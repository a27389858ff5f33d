//! Related-venue scoring for internal linking.
//!
//! Candidates sharing structure with the subject (its city, its
//! categories) are ranked first; rating and price proximity separate
//! near-ties. Candidates with no structural overlap are dropped so a
//! venue page never links to an unrelated one.

use std::cmp::Ordering;

use crate::domains::content::models::Venue;

const SAME_CITY_WEIGHT: f64 = 3.0;
const SHARED_CATEGORY_WEIGHT: f64 = 2.0;
const RATING_PROXIMITY_WEIGHT: f64 = 1.5;
const SAME_PRICE_WEIGHT: f64 = 0.5;

/// Rank the candidates most related to the subject, best first.
///
/// Deterministic: equal scores fall back to slug order. The subject
/// itself is never returned.
pub fn related_venues(subject: &Venue, candidates: Vec<Venue>, limit: usize) -> Vec<Venue> {
    let mut scored: Vec<(f64, Venue)> = candidates
        .into_iter()
        .filter(|candidate| candidate.id != subject.id)
        .map(|candidate| (score(subject, &candidate), candidate))
        .filter(|(score, _)| *score > 0.0)
        .collect();

    scored.sort_by(|a, b| {
        b.0.partial_cmp(&a.0)
            .unwrap_or(Ordering::Equal)
            .then_with(|| a.1.slug.current.cmp(&b.1.slug.current))
    });

    scored
        .into_iter()
        .take(limit)
        .map(|(_, venue)| venue)
        .collect()
}

/// Internal-linking score between two venues.
///
/// Proximity terms only apply on top of a structural match; without a
/// shared city or category the score is zero.
pub fn score(subject: &Venue, candidate: &Venue) -> f64 {
    let mut score = 0.0;

    if subject.city.slug == candidate.city.slug {
        score += SAME_CITY_WEIGHT;
    }

    let shared_categories = candidate
        .categories
        .iter()
        .filter(|candidate_category| {
            subject
                .categories
                .iter()
                .any(|subject_category| subject_category.slug == candidate_category.slug)
        })
        .count();
    score += shared_categories as f64 * SHARED_CATEGORY_WEIGHT;

    if score == 0.0 {
        return 0.0;
    }

    if let (Some(a), Some(b)) = (subject.rating, candidate.rating) {
        let distance = ((a - b).abs() / 5.0).min(1.0);
        score += RATING_PROXIMITY_WEIGHT * (1.0 - distance);
    }

    if let (Some(a), Some(b)) = (subject.price_range, candidate.price_range) {
        if a == b {
            score += SAME_PRICE_WEIGHT;
        }
    }

    score
}
//! Path resolution: which public pages embed a changed document.

use super::event::{ChangeEvent, DocumentType};

/// Root-relative paths to invalidate for a change event.
///
/// Rules fire in order and are unioned with first-occurrence
/// de-duplication. A rule missing a required identifier contributes
/// nothing rather than a partial path. The site root is always last
/// so detail pages come first in the summary.
pub fn resolve_paths(event: &ChangeEvent) -> Vec<String> {
    let mut paths: Vec<String> = Vec::new();

    match &event.document_type {
        DocumentType::Venue => {
            if let (Some(city), Some(venue)) = (&event.city_slug, &event.slug) {
                push_unique(&mut paths, format!("/{city}/{venue}"));
                push_unique(&mut paths, format!("/{city}"));
            }
        }
        DocumentType::Review => {
            if let Some(venue_ref) = &event.venue {
                if let (Some(city), Some(venue)) = (&venue_ref.city_slug, &venue_ref.slug) {
                    if let Some(review) = &event.slug {
                        push_unique(&mut paths, format!("/{city}/{venue}/review/{review}"));
                    }
                    push_unique(&mut paths, format!("/{city}/{venue}"));
                    push_unique(&mut paths, format!("/{city}"));
                }
            }
        }
        DocumentType::City => {
            if let Some(city) = &event.slug {
                push_unique(&mut paths, format!("/{city}"));
            }
        }
        DocumentType::Category => {
            if let Some(category) = &event.slug {
                push_unique(&mut paths, format!("/categorias/{category}"));
            }
        }
        DocumentType::Post => {
            push_unique(&mut paths, "/blog".to_string());
        }
        DocumentType::Other(_) => {}
    }

    push_unique(&mut paths, "/".to_string());
    paths
}

/// Sitemap paths invalidated alongside the resolved set: the
/// type-specific sitemap when one exists, then the global sitemap and
/// the sitemap API route.
pub fn sitemap_paths(document_type: &DocumentType) -> Vec<&'static str> {
    let mut paths = Vec::new();
    match document_type {
        DocumentType::Venue => paths.push("/sitemap-venues.xml"),
        DocumentType::Review => paths.push("/sitemap-reviews.xml"),
        _ => {}
    }
    paths.push("/sitemap.xml");
    paths.push("/api/sitemap");
    paths
}

fn push_unique(paths: &mut Vec<String>, path: String) {
    if !paths.iter().any(|existing| existing == &path) {
        paths.push(path);
    }
}
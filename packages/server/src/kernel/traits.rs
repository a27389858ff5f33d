// Trait definitions for dependency injection
//
// These are INFRASTRUCTURE traits only - no business logic.
// Business logic (like "which paths does a change touch") lives in
// domain functions that use these traits.
//
// Naming convention: Base* for trait names (e.g., BaseCacheService)

use anyhow::Result;
use async_trait::async_trait;
use sanity_client::FetchOptions;
use serde_json::Value;

// =============================================================================
// Cache Service Trait (Infrastructure - edge cache purge)
// =============================================================================

/// Purge interface of the edge cache fronting the site.
///
/// Both operations are idempotent: purging a tag or path that holds no
/// cached responses is a no-op on the cache side, so concurrent or
/// repeated invalidations are safe without coordination.
#[async_trait]
pub trait BaseCacheService: Send + Sync {
    /// Invalidate every cached response annotated with the surrogate key.
    async fn invalidate_tag(&self, tag: &str) -> Result<()>;

    /// Invalidate the cached response for an exact path.
    async fn invalidate_path(&self, path: &str) -> Result<()>;
}

// =============================================================================
// Index Notifier Trait (Infrastructure - search engine ping)
// =============================================================================

#[async_trait]
pub trait BaseIndexNotifier: Send + Sync {
    /// Submit a batch of absolute URLs for recrawl.
    async fn submit(&self, urls: &[String]) -> Result<()>;
}

// =============================================================================
// Content Store Trait (Infrastructure - GROQ reads)
// =============================================================================

/// Untyped query access to the content store. Domain fetch helpers
/// deserialize the returned value into their document types.
#[async_trait]
pub trait BaseContentStore: Send + Sync {
    /// Run a GROQ query. `Ok(None)` means the query matched nothing.
    async fn fetch(
        &self,
        query: &str,
        params: &[(&str, Value)],
        options: &FetchOptions,
    ) -> Result<Option<Value>>;
}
□ □ □ □
_EXERCISE DIRECTIONS_: Reproduce the data in its entirety, matching each character.

_SOLUTION TO THIS TASK_:
repository a27389858ff5f33d
//! Related-venue scoring for internal linking.
//!
//! Candidates sharing structure with the subject (its city, its
//! categories) are ranked first; rating and price proximity separate
//! near-ties. Candidates with no structural overlap are dropped so a
//! venue page never links to an unrelated one.

use std::cmp::Ordering;

use crate::domains::content::models::Venue;

const SAME_CITY_WEIGHT: f64 = 3.0;
const SHARED_CATEGORY_WEIGHT: f64 = 2.0;
const RATING_PROXIMITY_WEIGHT: f64 = 1.5;
const SAME_PRICE_WEIGHT: f64 = 0.5;

/// Rank the candidates most related to the subject, best first.
///
/// Deterministic: equal scores fall back to slug order. The subject
/// itself is never returned.
pub fn related_venues(subject: &Venue, candidates: Vec<Venue>, limit: usize) -> Vec<Venue> {
    let mut scored: Vec<(f64, Venue)> = candidates
        .into_iter()
        .filter(|candidate| candidate.id != subject.id)
        .map(|candidate| (score(subject, &candidate), candidate))
        .filter(|(score, _)| *score > 0.0)
        .collect();

    scored.sort_by(|a, b| {
        b.0.partial_cmp(&a.0)
            .unwrap_or(Ordering::Equal)
            .then_with(|| a.1.slug.current.cmp(&b.1.slug.current))
    });

    scored
        .into_iter()
        .take(limit)
        .map(|(_, venue)| venue)
        .collect()
}

/// Internal-linking score between two venues.
///
/// Proximity terms only apply on top of a structural match; without a
/// shared city or category the score is zero.
pub fn score(subject: &Venue, candidate: &Venue) -> f64 {
    let mut score = 0.0;

    if subject.city.slug == candidate.city.slug {
        score += SAME_CITY_WEIGHT;
    }

    let shared_categories = candidate
        .categories
        .iter()
        .filter(|candidate_category| {
            subject
                .categories
                .iter()
                .any(|subject_category| subject_category.slug == candidate_category.slug)
        })
        .count();
    score += shared_categories as f64 * SHARED_CATEGORY_WEIGHT;

    if score == 0.0 {
        return 0.0;
    }

    if let (Some(a), Some(b)) = (subject.rating, candidate.rating) {
        let distance = ((a - b).abs() / 5.0).min(1.0);
        score += RATING_PROXIMITY_WEIGHT * (1.0 - distance);
    }

    if let (Some(a), Some(b)) = (subject.price_range, candidate.price_range) {
        if a == b {
            score += SAME_PRICE_WEIGHT;
        }
    }

    score
}
//! Path resolution: which public pages embed a changed document.

use super::event::{ChangeEvent, DocumentType};

/// Root-relative paths to invalidate for a change event.
///
/// Rules fire in order and are unioned with first-occurrence
/// de-duplication. A rule missing a required identifier contributes
/// nothing rather than a partial path. The site root is always last
/// so detail pages come first in the summary.
pub fn resolve_paths(event: &ChangeEvent) -> Vec<String> {
    let mut paths: Vec<String> = Vec::new();

    match &event.document_type {
        DocumentType::Venue => {
            if let (Some(city), Some(venue)) = (&event.city_slug, &event.slug) {
                push_unique(&mut paths, format!("/{city}/{venue}"));
                push_unique(&mut paths, format!("/{city}"));
            }
        }
        DocumentType::Review => {
            if let Some(venue_ref) = &event.venue {
                if let (Some(city), Some(venue)) = (&venue_ref.city_slug, &venue_ref.slug) {
                    if let Some(review) = &event.slug {
                        push_unique(&mut paths, format!("/{city}/{venue}/review/{review}"));
                    }
                    push_unique(&mut paths, format!("/{city}/{venue}"));
                    push_unique(&mut paths, format!("/{city}"));
                }
            }
        }
        DocumentType::City => {
            if let Some(city) = &event.slug {
                push_unique(&mut paths, format!("/{city}"));
            }
        }
        DocumentType::Category => {
            if let Some(category) = &event.slug {
                push_unique(&mut paths, format!("/categorias/{category}"));
            }
        }
        DocumentType::Post => {
            push_unique(&mut paths, "/blog".to_string());
        }
        DocumentType::Other(_) => {}
    }

    push_unique(&mut paths, "/".to_string());
    paths
}

/// Sitemap paths invalidated alongside the resolved set: the
/// type-specific sitemap when one exists, then the global sitemap and
/// the sitemap API route.
pub fn sitemap_paths(document_type: &DocumentType) -> Vec<&'static str> {
    let mut paths = Vec::new();
    match document_type {
        DocumentType::Venue => paths.push("/sitemap-venues.xml"),
        DocumentType::Review => paths.push("/sitemap-reviews.xml"),
        _ => {}
    }
    paths.push("/sitemap.xml");
    paths.push("/api/sitemap");
    paths
}

fn push_unique(paths: &mut Vec<String>, path: String) {
    if !paths.iter().any(|existing| existing == &path) {
        paths.push(path);
    }
}
filename packages/server/src/kernel/traits.rs
repository a27389858ff5f33d
// Trait definitions for dependency injection
//
// These are INFRASTRUCTURE traits only - no business logic.
// Business logic (like "which paths does a change touch") lives in
// domain functions that use these traits.
//
// Naming convention: Base* for trait names (e.g., BaseCacheService)

use anyhow::Result;
use async_trait::async_trait;
use sanity_client::FetchOptions;
use serde_json::Value;

// =============================================================================
// Cache Service Trait (Infrastructure - edge cache purge)
// =============================================================================

/// Purge interface of the edge cache fronting the site.
///
/// Both operations are idempotent: purging a tag or path that holds no
/// cached responses is a no-op on the cache side, so concurrent or
/// repeated invalidations are safe without coordination.
#[async_trait]
pub trait BaseCacheService: Send + Sync {
    /// Invalidate every cached response annotated with the surrogate key.
    async fn invalidate_tag(&self, tag: &str) -> Result<()>;

    /// Invalidate the cached response for an exact path.
    async fn invalidate_path(&self, path: &str) -> Result<()>;
}

// =============================================================================
// Index Notifier Trait (Infrastructure - search engine ping)
// =============================================================================

#[async_trait]
pub trait BaseIndexNotifier: Send + Sync {
    /// Submit a batch of absolute URLs for recrawl.
    async fn submit(&self, urls: &[String]) -> Result<()>;
}

// =============================================================================
// Content Store Trait (Infrastructure - GROQ reads)
// =============================================================================

/// Untyped query access to the content store. Domain fetch helpers
/// deserialize the returned value into their document types.
#[async_trait]
pub trait BaseContentStore: Send + Sync {
    /// Run a GROQ query. `Ok(None)` means the query matched nothing.
    async fn fetch(
        &self,
        query: &str,
        params: &[(&str, Value)],
        options: &FetchOptions,
    ) -> Result<Option<Value>>;
}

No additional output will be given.